Will the winter be worse?
Many health experts fear that winter will bring a new layer of difficulty and danger to the COVID-19 pandemic.
Though public health advice has evolved since the virus emerged in early 2020, one tenant has remained the same: it’s safer outside.
Outdoor dining, gatherings, workouts, and worship have all provided an essential social release valve for people yearning for human interaction and a small sense of normalcy. But in many areas of the country, harsh winter weather will soon make outdoor gatherings far less feasible.
“There really is no easy way to socialize during late fall and winter in large parts of the country if you’re not doing it outside,” said Ashish Jha, the director of the Harvard Global Health Institute.
Will Coronavirus Spread More in the Winter?
This is the ultimate question. If people pack into indoor venues, rather than spacing themselves safely outside as they’ve done through the spring and summer, it’s logical to assume the infection rate will increase.
Also of concern is the fact that all viruses survive outside the body better when it’s cold. That’s why flu season occurs in the late fall and winter, not the spring and summer. There’s also less UV light in the winter, which minimizes an important mechanism capable of deactivating the virus.
“I think November, December, January, February are going to be tough months in this country without a vaccine,” said Michael Osterholm, director of the Center for Infectious Diseases Research and Policy at the University of Minnesota.
The Science of Indoor Transmission of COVID-19
The exact science of the transmission of COVID-19 is still being explored, but we now know much more than we did back in March.
A growing body of evidence suggests that SARS-CoV-2, the coronavirus responsible for the COVID-19 pandemic, can spread through more than a sneeze or cough. According to aerosol scientists Lidia Morawska and Donald Milton, the virus can pass from person to person in tiny droplets called aerosols.
These aerosols, just like the aerosols created by hairspray and other common household products, waft through the air and accumulate over time.
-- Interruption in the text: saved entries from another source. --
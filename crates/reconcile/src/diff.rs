//! Diff computation between desired and previously observed resources

use crate::types::{ResourceDescriptor, ResourceKind};
use serde::{Deserialize, Serialize};
use std::collections::HashSet;

/// Operations needed to converge infrastructure to the desired state
#[derive(Debug, Clone, Default, PartialEq, Serialize, Deserialize)]
pub struct Reconciliation {
    /// Resources to create, in `current` order
    pub to_create: Vec<ResourceDescriptor>,
    /// Resources to delete, in `previous` order (apps before their parent VPS)
    pub to_delete: Vec<ResourceDescriptor>,
    /// Ids of apps still desired whose hosting VPS is being deleted
    pub orphaned: Vec<String>,
}

impl Reconciliation {
    /// Check if there is anything to do
    pub fn is_empty(&self) -> bool {
        self.to_create.is_empty() && self.to_delete.is_empty()
    }

    /// Ids of resources to create
    pub fn create_ids(&self) -> Vec<&str> {
        self.to_create.iter().map(|r| r.id.as_str()).collect()
    }

    /// Ids of resources to delete
    pub fn delete_ids(&self) -> Vec<&str> {
        self.to_delete.iter().map(|r| r.id.as_str()).collect()
    }
}

/// Compute the create/delete sets for `current` against `previous`
///
/// Creation is driven by the absence of observed state, not by membership in
/// `previous`. Deletion covers every previous id missing from `current`.
pub fn diff(current: &[ResourceDescriptor], previous: &[ResourceDescriptor]) -> Reconciliation {
    let current_ids: HashSet<&str> = current.iter().map(|r| r.id.as_str()).collect();

    let to_create: Vec<ResourceDescriptor> = current
        .iter()
        .filter(|r| !r.exists_remotely())
        .cloned()
        .collect();

    let removed: Vec<&ResourceDescriptor> = previous
        .iter()
        .filter(|r| !current_ids.contains(r.id.as_str()))
        .collect();

    let to_delete = order_deletions(&removed);

    let deleted_hosts: HashSet<&str> = to_delete
        .iter()
        .filter(|r| r.kind.is_host())
        .map(|r| r.id.as_str())
        .collect();

    let orphaned = current
        .iter()
        .filter(|r| r.kind == ResourceKind::App)
        .filter(|r| {
            r.parent_id
                .as_deref()
                .is_some_and(|p| deleted_hosts.contains(p))
        })
        .map(|r| r.id.clone())
        .collect();

    Reconciliation {
        to_create,
        to_delete,
        orphaned,
    }
}

/// Keep `previous` order, but pull each deleted app in front of its deleted parent
fn order_deletions(removed: &[&ResourceDescriptor]) -> Vec<ResourceDescriptor> {
    let mut emitted: HashSet<&str> = HashSet::new();
    let mut ordered = Vec::with_capacity(removed.len());

    for resource in removed {
        if emitted.contains(resource.id.as_str()) {
            continue;
        }

        if resource.kind.is_host() {
            for child in removed.iter().filter(|c| {
                c.kind == ResourceKind::App && c.parent_id.as_deref() == Some(resource.id.as_str())
            }) {
                if emitted.insert(child.id.as_str()) {
                    ordered.push((*child).clone());
                }
            }
        }

        emitted.insert(resource.id.as_str());
        ordered.push((*resource).clone());
    }

    ordered
}

/// Diff summary statistics
#[derive(Debug, Clone, Default)]
pub struct DiffSummary {
    /// Number of VPS/manual hosts to create
    pub host_creates: usize,
    /// Number of apps to create
    pub app_creates: usize,
    /// Number of resources to delete
    pub deletions: usize,
    /// Number of orphaned apps
    pub orphans: usize,
}

impl DiffSummary {
    /// Create a summary from a reconciliation
    pub fn from_reconciliation(rec: &Reconciliation) -> Self {
        let app_creates = rec
            .to_create
            .iter()
            .filter(|r| r.kind == ResourceKind::App)
            .count();
        Self {
            host_creates: rec.to_create.len() - app_creates,
            app_creates,
            deletions: rec.to_delete.len(),
            orphans: rec.orphaned.len(),
        }
    }

    /// Total number of changes
    pub fn total(&self) -> usize {
        self.host_creates + self.app_creates + self.deletions
    }

    /// Check if there are any changes
    pub fn has_changes(&self) -> bool {
        self.total() > 0
    }
}

#[cfg(test)]
mod tests {
    use super::*;
    use serde_json::json;

    fn vps(id: &str) -> ResourceDescriptor {
        ResourceDescriptor::new(id, ResourceKind::Vps, "hetzner")
            .with_config("server_type", "cx11_fsn1")
    }

    fn app(id: &str, parent: &str) -> ResourceDescriptor {
        ResourceDescriptor::new(id, ResourceKind::App, "").with_parent(parent)
    }

    fn created(r: ResourceDescriptor) -> ResourceDescriptor {
        let id = r.id.clone();
        r.with_observed(json!({ "id": id }))
    }

    #[test]
    fn test_new_resource_is_created() {
        let current = vec![vps("1")];
        let rec = diff(&current, &[]);
        assert_eq!(rec.create_ids(), vec!["1"]);
        assert!(rec.to_delete.is_empty());
    }

    #[test]
    fn test_rediff_after_create_is_idempotent() {
        let current = vec![vps("1")];
        let rec = diff(&current, &[]);
        assert_eq!(rec.create_ids(), vec!["1"]);

        let after: Vec<_> = current.into_iter().map(created).collect();
        let rec = diff(&after, &after);
        assert!(rec.to_create.is_empty());
        assert!(rec.to_delete.is_empty());
        assert!(rec.is_empty());
    }

    #[test]
    fn test_removed_resource_is_deleted_once() {
        let current = vec![vps("2")];
        let previous = vec![created(vps("5")), created(vps("2"))];
        let rec = diff(&current, &previous);
        assert_eq!(rec.delete_ids(), vec!["5"]);
    }

    #[test]
    fn test_unfinished_create_is_created_again() {
        let mut pending = vps("4");
        pending.pending_state = Some(json!({ "id": 4, "status": "initializing" }));
        let rec = diff(&[pending.clone()], &[pending]);
        assert_eq!(rec.create_ids(), vec!["4"]);
    }

    #[test]
    fn test_creation_ignores_previous_membership() {
        // Present in both snapshots but never created: still a create
        let current = vec![vps("3")];
        let previous = vec![vps("3")];
        let rec = diff(&current, &previous);
        assert_eq!(rec.create_ids(), vec!["3"]);
        assert!(rec.to_delete.is_empty());
    }

    #[test]
    fn test_create_order_follows_current() {
        let current = vec![vps("b"), created(vps("x")), vps("a"), app("c", "b")];
        let rec = diff(&current, &[]);
        assert_eq!(rec.create_ids(), vec!["b", "a", "c"]);
    }

    #[test]
    fn test_apps_deleted_before_parent() {
        let previous = vec![
            created(vps("v1")),
            created(vps("v2")),
            created(app("a1", "v1")),
            created(app("a2", "v2")),
        ];
        let rec = diff(&[], &previous);
        assert_eq!(rec.delete_ids(), vec!["a1", "v1", "a2", "v2"]);
    }

    #[test]
    fn test_surviving_app_of_deleted_vps_is_orphaned() {
        let previous = vec![created(vps("v1")), created(app("a1", "v1"))];
        let current = vec![created(app("a1", "v1"))];
        let rec = diff(&current, &previous);
        assert_eq!(rec.delete_ids(), vec!["v1"]);
        assert_eq!(rec.orphaned, vec!["a1".to_string()]);
    }

    #[test]
    fn test_every_missing_previous_appears_exactly_once() {
        let previous: Vec<_> = (0..20)
            .map(|i| {
                if i % 3 == 0 {
                    created(app(&format!("app{i}"), &format!("vps{}", i + 1)))
                } else {
                    created(vps(&format!("vps{i}")))
                }
            })
            .collect();
        let current: Vec<_> = previous.iter().step_by(2).cloned().collect();
        let rec = diff(&current, &previous);

        for r in &previous {
            let in_current = current.iter().any(|c| c.id == r.id);
            let count = rec.to_delete.iter().filter(|d| d.id == r.id).count();
            assert_eq!(count, usize::from(!in_current), "resource {}", r.id);
        }
        assert!(rec.to_create.is_empty());
    }

    #[test]
    fn test_diff_summary() {
        let current = vec![vps("1"), app("2", "1")];
        let previous = vec![created(vps("9"))];
        let summary = DiffSummary::from_reconciliation(&diff(&current, &previous));
        assert_eq!(summary.host_creates, 1);
        assert_eq!(summary.app_creates, 1);
        assert_eq!(summary.deletions, 1);
        assert!(summary.has_changes());
    }
}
Scientists like Morawska and Milton say studies have demonstrated “beyond any reasonable doubt” that viruses are released when people exhale and talk. Those microdroplets are so small that they can remain in the air and pose a risk of exposure to others, even from a “safe” social distance.
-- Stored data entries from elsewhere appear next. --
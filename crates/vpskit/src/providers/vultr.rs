//! Vultr adapter.

use super::{
    ProviderAdapter, id_string, is_present, observed_id, status_of,
    resume, unwrap_envelope, wait_until_ready,
};
use crate::error::{Error, Result};
use crate::transport::{HttpTransport, Transport};
use crate::types::{
    CreateRequest, KeyHandle, PollConfig, ProviderSettings, ServerType, sort_server_types,
};
use serde::Deserialize;
use serde_json::{Value, json};
use std::collections::HashMap;
use std::sync::Arc;

/// Vultr API base URL.
pub const API_BASE: &str = "https://api.vultr.com/v2";

const KEY: &str = "vultr";

/// Vultr instance adapter. Boots the newest Debian image.
pub struct VultrAdapter {
    transport: Arc<dyn Transport>,
    poll: PollConfig,
}

impl VultrAdapter {
    /// Create an adapter over an existing transport.
    pub fn new(transport: Arc<dyn Transport>, poll: PollConfig) -> Self {
        Self { transport, poll }
    }

    /// Create an adapter talking HTTP to the Vultr API.
    pub fn from_settings(settings: &ProviderSettings) -> Result<Self> {
        let token = settings.require_token(KEY)?;
        let base = settings.api_base.as_deref().unwrap_or(API_BASE);
        Ok(Self::new(
            Arc::new(HttpTransport::new(KEY, base, token)),
            settings.poll,
        ))
    }

    fn fetch_instance(&self, id: &str) -> Result<(Value, String)> {
        let body = self.transport.get(&format!("instances/{id}"))?;
        let instance = unwrap_envelope(KEY, body, "instance")?;
        let status = status_of(&instance);
        Ok((instance, status))
    }

    fn plans(&self) -> Result<Vec<Plan>> {
        let mut plans = Vec::new();
        let mut cursor: Option<String> = None;
        loop {
            let body = match &cursor {
                Some(cursor) => self.transport.get_query("plans", &[("cursor", cursor.as_str())])?,
                None => self.transport.get("plans")?,
            };
            let response: PlansResponse = serde_json::from_value(body)?;
            plans.extend(response.plans);

            cursor = response.meta.links.next.filter(|c| !c.is_empty());
            if cursor.is_none() {
                return Ok(plans);
            }
        }
    }
}

impl ProviderAdapter for VultrAdapter {
    fn key(&self) -> &'static str {
        KEY
    }

    fn display_name(&self) -> &'static str {
        "Vultr"
    }

    fn list_server_types(&self) -> Result<Vec<ServerType>> {
        let regions: RegionsResponse = serde_json::from_value(self.transport.get("regions")?)?;
        let by_id: HashMap<&str, &Region> =
            regions.regions.iter().map(|r| (r.id.as_str(), r)).collect();

        let mut entries = Vec::new();
        for plan in self.plans()? {
            let specs = plan.specs();
            for region_id in &plan.locations {
                let Some(region) = by_id.get(region_id.as_str()) else {
                    continue;
                };
                entries.push(ServerType::new(
                    &plan.id,
                    &region.id,
                    format!("{}, {}", region.city, region.country),
                    (plan.monthly_cost, plan.hourly_cost),
                    "USD",
                    specs.clone(),
                ));
            }
        }

        sort_server_types(&mut entries);
        Ok(entries)
    }

    fn resolve_boot_image(&self, architecture: &str) -> Result<String> {
        let arch = match architecture {
            "x86" | "x64" | "x86_64" | "amd64" => "x64",
            "arm" | "arm64" | "aarch64" => "arm64",
            other => other,
        };

        let images: OsResponse = serde_json::from_value(self.transport.get("os")?)?;
        images
            .os
            .into_iter()
            .filter(|os| os.family == "debian" && os.arch == arch)
            .map(|os| os.id)
            .max()
            .map(|id| id.to_string())
            .ok_or_else(|| Error::Unsupported {
                provider: KEY.to_string(),
                operation: format!("Debian images for {architecture}"),
            })
    }

    fn create_key(&self, key_name: &str, public_key: &str) -> Result<KeyHandle> {
        let body = self.transport.post(
            "ssh-keys",
            &json!({ "name": key_name, "ssh_key": public_key }),
        )?;
        let key = unwrap_envelope(KEY, body, "ssh_key")?;
        Ok(KeyHandle {
            id: id_string(key.get("id")).ok_or_else(|| Error::missing("id", "vultr ssh_key"))?,
            name: key_name.to_string(),
            public_key: public_key.to_string(),
        })
    }

    fn delete_key(&self, handle: &KeyHandle) -> Result<()> {
        self.transport.delete(&format!("ssh-keys/{}", handle.id))
    }

    fn create(&self, existing: Option<&Value>, request: &CreateRequest) -> Result<Value> {
        if let Some(recorded) = existing.filter(|o| is_present(Some(*o))) {
            return resume(KEY, "active", &self.poll, recorded, |id| self.fetch_instance(id));
        }

        let (plan, region) = request.plan_and_region()?;
        let os_id: u64 = self
            .resolve_boot_image("x86")?
            .parse()
            .map_err(|_| Error::InvalidResponse("non-numeric Vultr os id".to_string()))?;
        let ssh_keys: Vec<&str> = request.key.iter().map(|k| k.id.as_str()).collect();

        let body = self.transport.post(
            "instances",
            &json!({
                "region": region,
                "plan": plan,
                "os_id": os_id,
                "sshkey_id": ssh_keys,
                "label": request.name,
                "hostname": request.name,
                "backups": "disabled",
            }),
        )?;

        let instance = unwrap_envelope(KEY, body, "instance")?;
        let id = observed_id(KEY, &instance)?;
        log::info!("Created vultr instance {} ({})", request.name, id);
        let status = status_of(&instance);

        wait_until_ready(KEY, &id, "active", &self.poll, (instance, status), || {
            self.fetch_instance(&id)
        })
    }

    fn delete(&self, observed: &Value) -> Result<()> {
        let id = observed_id(KEY, observed)?;
        self.transport.delete(&format!("instances/{id}"))
    }

    fn public_address(&self, observed: &Value) -> Option<String> {
        observed
            .get("main_ip")
            .and_then(Value::as_str)
            .filter(|ip| !ip.is_empty() && *ip != "0.0.0.0")
            .map(str::to_string)
    }
}

// =============================================================================
// Vultr API response types
// =============================================================================

#[derive(Debug, Deserialize)]
struct RegionsResponse {
    regions: Vec<Region>,
}

#[derive(Debug, Deserialize)]
struct Region {
    id: String,
    #[serde(default)]
    city: String,
    #[serde(default)]
    country: String,
}

#[derive(Debug, Deserialize)]
struct PlansResponse {
    plans: Vec<Plan>,
    #[serde(default)]
    meta: Meta,
}

#[derive(Debug, Default, Deserialize)]
struct Meta {
    #[serde(default)]
    links: Links,
}

#[derive(Debug, Default, Deserialize)]
struct Links {
    next: Option<String>,
}

#[derive(Debug, Deserialize)]
struct Plan {
    id: String,
    #[serde(default)]
    vcpu_count: u32,
    #[serde(default)]
    ram: u64,
    #[serde(default)]
    disk: u64,
    #[serde(default)]
    disk_type: Option<String>,
    #[serde(default)]
    bandwidth: u64,
    monthly_cost: f64,
    #[serde(default)]
    hourly_cost: f64,
    cpu_vendor: Option<String>,
    #[serde(default)]
    locations: Vec<String>,
}

impl Plan {
    fn specs(&self) -> String {
        let mut parts = Vec::new();
        if let Some(vendor) = &self.cpu_vendor {
            parts.push(vendor.clone());
        }
        parts.push(format!("{} core(s)", self.vcpu_count));
        parts.push(format!("{} MB RAM", self.ram));
        parts.push(format!(
            "{} GB {}",
            self.disk,
            self.disk_type.as_deref().unwrap_or("SSD")
        ));
        parts.push(format!("{:.1} TB traffic", self.bandwidth as f64 / 1000.0));
        parts.join(", ")
    }
}

#[derive(Debug, Deserialize)]
struct OsResponse {
    os: Vec<Os>,
}

#[derive(Debug, Deserialize)]
struct Os {
    id: u64,
    #[serde(default)]
    arch: String,
    #[serde(default)]
    family: String,
}

#[cfg(test)]
mod tests {
    use super::*;
    use crate::transport::{Method, MockTransport};
    use std::time::Duration;

    fn adapter(mock: &MockTransport) -> VultrAdapter {
        VultrAdapter::new(
            Arc::new(mock.clone()),
            PollConfig {
                interval: Duration::ZERO,
                timeout: Duration::from_secs(60),
            },
        )
    }

    fn os_list() -> Value {
        json!({ "os": [
            { "id": 477, "arch": "x64", "family": "debian" },
            { "id": 2136, "arch": "x64", "family": "debian" },
            { "id": 2137, "arch": "arm64", "family": "debian" },
            { "id": 2284, "arch": "x64", "family": "ubuntu" }
        ]})
    }

    #[test]
    fn test_list_server_types_follows_cursor() {
        let mock = MockTransport::new(KEY)
            .on(
                Method::Get,
                "regions",
                json!({ "regions": [
                    { "id": "ewr", "city": "New Jersey", "country": "US" },
                    { "id": "fra", "city": "Frankfurt", "country": "DE" }
                ]}),
            )
            .on(
                Method::Get,
                "plans",
                json!({
                    "plans": [{
                        "id": "vc2-2c-4gb", "vcpu_count": 2, "ram": 4096, "disk": 80,
                        "disk_type": "SSD", "bandwidth": 3000, "monthly_cost": 20,
                        "hourly_cost": 0.03, "locations": ["ewr"]
                    }],
                    "meta": { "links": { "next": "bmV4dA==", "prev": "" } }
                }),
            )
            .on(
                Method::Get,
                "plans?cursor=bmV4dA==",
                json!({
                    "plans": [{
                        "id": "vc2-1c-1gb", "vcpu_count": 1, "ram": 1024, "disk": 25,
                        "disk_type": "SSD", "bandwidth": 1000, "monthly_cost": 5,
                        "hourly_cost": 0.007, "cpu_vendor": "Intel",
                        "locations": ["ewr", "fra", "xxx"]
                    }],
                    "meta": { "links": { "next": "", "prev": "" } }
                }),
            );

        let types = adapter(&mock).list_server_types().unwrap();
        let keys: Vec<&str> = types.iter().map(|t| t.key.as_str()).collect();
        assert_eq!(keys, vec!["vc2-1c-1gb_ewr", "vc2-1c-1gb_fra", "vc2-2c-4gb_ewr"]);
        assert_eq!(
            types[0].specs,
            "Intel, 1 core(s), 1024 MB RAM, 25 GB SSD, 1.0 TB traffic"
        );
        assert_eq!(types[1].location, "Frankfurt, DE");
        assert_eq!(types[2].price_label, "20.0000 USD/mo (0.03000 USD/hr)");
    }

    #[test]
    fn test_resolve_boot_image_picks_highest_debian_id() {
        let mock = MockTransport::new(KEY).on(Method::Get, "os", os_list());
        let a = adapter(&mock);
        assert_eq!(a.resolve_boot_image("x86").unwrap(), "2136");
        assert_eq!(a.resolve_boot_image("arm").unwrap(), "2137");
    }

    #[test]
    fn test_create_and_delete() {
        let mock = MockTransport::new(KEY)
            .on(Method::Get, "os", os_list())
            .on(
                Method::Post,
                "instances",
                json!({ "instance": { "id": "cb676a46", "status": "pending", "main_ip": "0.0.0.0" } }),
            )
            .on(
                Method::Get,
                "instances/cb676a46",
                json!({ "instance": { "id": "cb676a46", "status": "active", "main_ip": "45.77.1.2" } }),
            )
            .on(Method::Delete, "instances/cb676a46", Value::Null);

        let a = adapter(&mock);
        let pending = json!({ "main_ip": "0.0.0.0" });
        assert_eq!(a.public_address(&pending), None);

        let request = CreateRequest::new("vps-1", "vc2-1c-1gb_ewr").with_key(
            "ssh-rsa AAA",
            Some(KeyHandle {
                id: "3b8066a7".into(),
                name: "op".into(),
                public_key: "ssh-rsa AAA".into(),
            }),
        );
        let observed = a.create(None, &request).unwrap();
        assert_eq!(a.public_address(&observed).as_deref(), Some("45.77.1.2"));

        let body = mock.last_body("instances").unwrap();
        assert_eq!(body["os_id"], 2136);
        assert_eq!(body["sshkey_id"], json!(["3b8066a7"]));
        assert_eq!(body["backups"], "disabled");

        a.delete(&observed).unwrap();
        assert_eq!(mock.count(Method::Delete, "instances/cb676a46"), 1);
    }
}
According to the WHO, “The possibility of airborne transmission in public settings- especially in very specific conditions, crowded, closed, poorly ventilated settings that have been described, cannot be ruled out.”
So where does this leave us in the winter? In a place of vulnerability, according to many experts. Outdoors, the benefit of space, air, and UV light help to dilute any potential virus transmission. But indoors, “the virus can build up” and be more easily inhaled, according to Linsey Marr, and engineering professor at Virginia Tech.
The best solution in sight is to continue with the strict social distancing and mask measures that we’re all familiar with, while keeping all social gatherings away from close, indoor environments.